Münir AKTOLGA
BİLİŞSEL TARİH BİLİMİNİN ESASLARI…
Toplumsal sistem gerçekliğini açıklarken, sistemin bilişsel elementi olan insanın, bir toplum yaratığı olduğu kadar, toplum yaratıcısı olduğunu da söylemiştik. Şimdi buna bir şey daha ilâve etmek istiyoruz: İnsan, tarihsel bir üründür; ama o, aynı zamanda, bu tarihi yaratan bir oyuncudur da!..[1]
İnsan neden tarihsel bir üründür? Bu soruya cevap vermeden, önce tarih nedir onu görelim ve sorunun cevabını bunun içinde arayalım...
Tarih, bugünün içinden çıktığı geçmişte yer alan olaylar, ilişkiler, etkileşmeler zinciridir. “İnsan tarihsel bir üründür” derken kastedilen de, onun kendi varlığıyla dünden bu güne uzanan bu ilişkiler-etkileşmeler içinde, bunların bir ürünü olarak gerçekleşmesidir. Ama o sadece bu sürecin ürünü olarak varolmaz, o, aynı zamanda, bu sürecin içindeki etkileşmelerde yer alarak her an yeniden yaratılırken, olayların ve süreçlerin (tarihin) yaratılmasında aktif bir unsur, bir oyuncu olarak da yer alır. Yani o, hem sürecin (tarihin) yaratıcısı, hem de onun (tarihin) bir yaratığıdır… Daha başka bir deyişle, hem tarih adı verilen senaryonun yazılmasında yer alan bir yazardır, hem de, bu senaryonun-oyunun içinde yer alan -oynarken senaryoyuda birlikte yazan- bir aktördür!..
Bir örnek verelim ve kendi tarihimizi, toplumumuzu ele alalım…
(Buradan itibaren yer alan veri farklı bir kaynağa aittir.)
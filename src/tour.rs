//! Shortest relation paths and the guided tour that walks them.
//!
//! The path search treats father links as undirected so any two members
//! connected through a chain of recorded relations can be joined, cousins
//! through their shared ancestor included. This adjacency is rebuilt here
//! on every call and is deliberately separate from the directed walk that
//! the collapse filter performs.

use crate::member::MemberId;
use crate::pedigree::Pedigree;
use serde::{Deserialize, Serialize};
use std::collections::{HashMap, HashSet, VecDeque};

/// Minimum-hop path from `start_id` to `end_id`, both endpoints included.
/// `None` when either id is unknown or the two members share no recorded
/// relation chain. Ties between equal-length paths follow record order.
pub fn find_shortest_path(
    pedigree: &Pedigree,
    start_id: MemberId,
    end_id: MemberId,
) -> Option<Vec<MemberId>> {
    if start_id == end_id {
        return pedigree.contains(start_id).then(|| vec![start_id]);
    }

    let mut adjacency: HashMap<MemberId, Vec<MemberId>> = HashMap::new();
    for member in pedigree.members() {
        adjacency.entry(member.id).or_default();
        if let Some(father_id) = member.father_id {
            adjacency.entry(member.id).or_default().push(father_id);
            adjacency.entry(father_id).or_default().push(member.id);
        }
    }

    let mut queue: VecDeque<MemberId> = VecDeque::new();
    let mut visited: HashSet<MemberId> = HashSet::new();
    let mut predecessor: HashMap<MemberId, MemberId> = HashMap::new();
    queue.push_back(start_id);
    visited.insert(start_id);

    while let Some(current) = queue.pop_front() {
        if current == end_id {
            let mut path = vec![current];
            let mut trace = current;
            while let Some(&previous) = predecessor.get(&trace) {
                path.push(previous);
                trace = previous;
            }
            path.reverse();
            return Some(path);
        }
        let neighbors = adjacency
            .get(&current)
            .map(|n| n.as_slice())
            .unwrap_or(&[]);
        for &neighbor in neighbors {
            if visited.insert(neighbor) {
                predecessor.insert(neighbor, current);
                queue.push_back(neighbor);
            }
        }
    }

    None
}

/// Stepwise navigation state for one computed path. The 3D view advances
/// it on a timer; pausing is a flag for the caller's scheduler, `advance`
/// itself always moves.
#[derive(Clone, Debug, Default, Serialize, Deserialize)]
pub struct Tour {
    path: Vec<MemberId>,
    step: usize,
    paused: bool,
}

impl Tour {
    pub fn new_from_path(path: Vec<MemberId>) -> Self {
        Self {
            path,
            step: 0,
            paused: false,
        }
    }

    /// Tour along the shortest path between two members, if one exists.
    pub fn new_between(pedigree: &Pedigree, start_id: MemberId, end_id: MemberId) -> Option<Self> {
        find_shortest_path(pedigree, start_id, end_id).map(Self::new_from_path)
    }

    #[inline(always)]
    pub fn path(&self) -> &[MemberId] {
        &self.path
    }

    #[inline(always)]
    pub fn step(&self) -> usize {
        self.step
    }

    #[inline(always)]
    pub fn total_steps(&self) -> usize {
        self.path.len()
    }

    #[inline(always)]
    pub fn current_id(&self) -> Option<MemberId> {
        self.path.get(self.step).copied()
    }

    /// The station after the current one, shown as "up next" in the HUD.
    #[inline(always)]
    pub fn next_id(&self) -> Option<MemberId> {
        self.path.get(self.step + 1).copied()
    }

    pub fn is_finished(&self) -> bool {
        self.step + 1 >= self.path.len()
    }

    /// Moves one station forward. Returns false at the end of the path.
    pub fn advance(&mut self) -> bool {
        if self.is_finished() {
            return false;
        }
        self.step += 1;
        true
    }

    pub fn progress_percent(&self) -> f32 {
        let total = self.path.len();
        let span = total.saturating_sub(1).max(1);
        ((self.step as f32 / span as f32) * 100.0).min(100.0)
    }

    #[inline(always)]
    pub fn is_paused(&self) -> bool {
        self.paused
    }

    pub fn pause(&mut self) {
        self.paused = true;
    }

    pub fn resume(&mut self) {
        self.paused = false;
    }
}

#[cfg(test)]
mod tests {
    use super::*;
    use crate::member::FamilyMember;

    fn member(id: MemberId, father_uid: Option<&str>) -> FamilyMember {
        FamilyMember {
            id,
            uid: Some(format!("U{id}")),
            father_uid: father_uid.map(|u| u.to_string()),
            father_id: None,
            generation: None,
            name: format!("成员{id}"),
            gender: None,
            sibling_order: None,
            official_position: None,
            is_alive: true,
            spouse: None,
            bio: None,
            birth_date: None,
            death_date: None,
            residence_place: None,
        }
    }

    // Two lineages: 1 -> {2 -> 4, 3 -> 5} and 6 -> 7.
    fn fixture() -> Pedigree {
        Pedigree::new_from_records(vec![
            member(1, None),
            member(2, Some("U1")),
            member(3, Some("U1")),
            member(4, Some("U2")),
            member(5, Some("U3")),
            member(6, None),
            member(7, Some("U6")),
        ])
        .unwrap()
    }

    #[test]
    fn test_same_start_and_end() {
        let pedigree = fixture();
        assert_eq!(find_shortest_path(&pedigree, 4, 4), Some(vec![4]));
        assert_eq!(find_shortest_path(&pedigree, 999, 999), None);
    }

    #[test]
    fn test_siblings_connect_through_father() {
        let pedigree = fixture();
        assert_eq!(find_shortest_path(&pedigree, 2, 3), Some(vec![2, 1, 3]));
    }

    #[test]
    fn test_cousins_connect_through_shared_ancestor() {
        let pedigree = fixture();
        assert_eq!(
            find_shortest_path(&pedigree, 4, 5),
            Some(vec![4, 2, 1, 3, 5])
        );
    }

    #[test]
    fn test_direct_line_is_walked_upwards() {
        let pedigree = fixture();
        assert_eq!(find_shortest_path(&pedigree, 4, 1), Some(vec![4, 2, 1]));
        assert_eq!(find_shortest_path(&pedigree, 1, 4), Some(vec![1, 2, 4]));
    }

    #[test]
    fn test_disjoint_lineages_have_no_path() {
        let pedigree = fixture();
        assert_eq!(find_shortest_path(&pedigree, 4, 7), None);
        assert_eq!(find_shortest_path(&pedigree, 1, 6), None);
    }

    #[test]
    fn test_unknown_ids_have_no_path() {
        let pedigree = fixture();
        assert_eq!(find_shortest_path(&pedigree, 1, 999), None);
        assert_eq!(find_shortest_path(&pedigree, 999, 1), None);
    }

    #[test]
    fn test_empty_pedigree() {
        let pedigree = Pedigree::new_from_records(vec![]).unwrap();
        assert_eq!(find_shortest_path(&pedigree, 1, 2), None);
        assert_eq!(find_shortest_path(&pedigree, 1, 1), None);
    }

    #[test]
    fn test_tour_steps_and_progress() {
        let pedigree = fixture();
        let mut tour = Tour::new_between(&pedigree, 2, 3).unwrap();
        assert_eq!(tour.path(), &[2, 1, 3]);
        assert_eq!(tour.current_id(), Some(2));
        assert_eq!(tour.next_id(), Some(1));
        assert_eq!(tour.progress_percent(), 0.0);

        assert!(tour.advance());
        assert_eq!(tour.current_id(), Some(1));
        assert_eq!(tour.progress_percent(), 50.0);

        assert!(tour.advance());
        assert_eq!(tour.current_id(), Some(3));
        assert_eq!(tour.next_id(), None);
        assert_eq!(tour.progress_percent(), 100.0);
        assert!(tour.is_finished());
        assert!(!tour.advance());
        assert_eq!(tour.current_id(), Some(3));
    }

    #[test]
    fn test_single_stop_tour() {
        let pedigree = fixture();
        let tour = Tour::new_between(&pedigree, 6, 6).unwrap();
        assert_eq!(tour.total_steps(), 1);
        assert!(tour.is_finished());
        assert_eq!(tour.progress_percent(), 0.0);
    }

    #[test]
    fn test_no_tour_without_path() {
        let pedigree = fixture();
        assert!(Tour::new_between(&pedigree, 4, 7).is_none());
    }

    #[test]
    fn test_pause_is_a_flag_only() {
        let mut tour = Tour::new_from_path(vec![1, 2]);
        tour.pause();
        assert!(tour.is_paused());
        assert!(tour.advance());
        tour.resume();
        assert!(!tour.is_paused());
    }
}
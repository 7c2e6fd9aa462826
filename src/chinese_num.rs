//! Chinese numerals for generation labels.

const DIGITS: [&str; 10] = ["零", "一", "二", "三", "四", "五", "六", "七", "八", "九"];

/// Renders 0..=99 as a Chinese numeral (十三, 二十, 四十七, ...).
/// Family trees rarely reach generation 100; anything outside the range
/// falls back to the decimal string.
pub fn to_chinese_num(num: i32) -> String {
    match num {
        0 => DIGITS[0].to_string(),
        1..=9 => DIGITS[num as usize].to_string(),
        10..=19 => match num % 10 {
            0 => "十".to_string(),
            digit => format!("十{}", DIGITS[digit as usize]),
        },
        20..=99 => {
            let tens = (num / 10) as usize;
            match num % 10 {
                0 => format!("{}十", DIGITS[tens]),
                digit => format!("{}十{}", DIGITS[tens], DIGITS[digit as usize]),
            }
        }
        _ => num.to_string(),
    }
}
İçinde yaşadığımız toplum ve onun üyeleri-elementleri olarak her birimiz, tarihsel olarak oluşup gelişmiş belirli bir sürecin yaşadığımız anın içindeki maddeleşmiş biçimleri değil miyiz?.. Her an ürettiğimiz varlığımız tarihsel olarak üretilmiş-oluşmuş bir bilginin gerçekleşmesi, kendini yeniden üretmesi olduğundan, geçmişimiz dediğimiz süreç de, hem toplum, hem de bireyler olarak, şu anın içinde bizimle birlikte gerçekleşen bilginin bileşenlerini oluşturarak bizim içimizde yaşamaktadır...
Tarihsel gelişme sürecini çok orijinal, kendine özgü bir biçimde yaşadığımız için, bütün bunları Türkiye toplumunun ve insanların tarihsel oluşumunda çok açık bir şekilde görürüz...
Türkler göçebe bir toplum olarak tarihe girmişlerdir. Bizim sınıflı topluma-medeniyete geçişimiz göçebe geleneklerimizi, yani tarihsel olarak oluşmuş toplumsal DNA’larımızı (bilgileri) tamamen değiştirmeden, bunları muhafaza ederek, sadece bunların içeriğinde bazı değişiklikler yaparak gerçekleşir. Bazı toplumsal genleri pasif, ya da aktif hale getirerek mevcut yapı üzerinde oynayarak, bu şekilde yeni özellikler-bilgiler yaratmaya çalışarak gerçekleşir. Yani, tarihe barbarlığın yukarı aşamasından girmiş “yerleşik toplumlar” gibi, yeni bir üretim süreci içinde yeni üretim ilişkileri yaratarak, yeni yaşam tarzını bu ilişkiler içinde muhafaza edilen bilgilerin kendini üretmesiyle gerçekleştiren bir toplum değiliz biz. Bu yüzden de, geçmişin bugünün içindeki varlığına örnek ararken kendimizi bunun canlı bir örneği olarak gösterebiliriz![2]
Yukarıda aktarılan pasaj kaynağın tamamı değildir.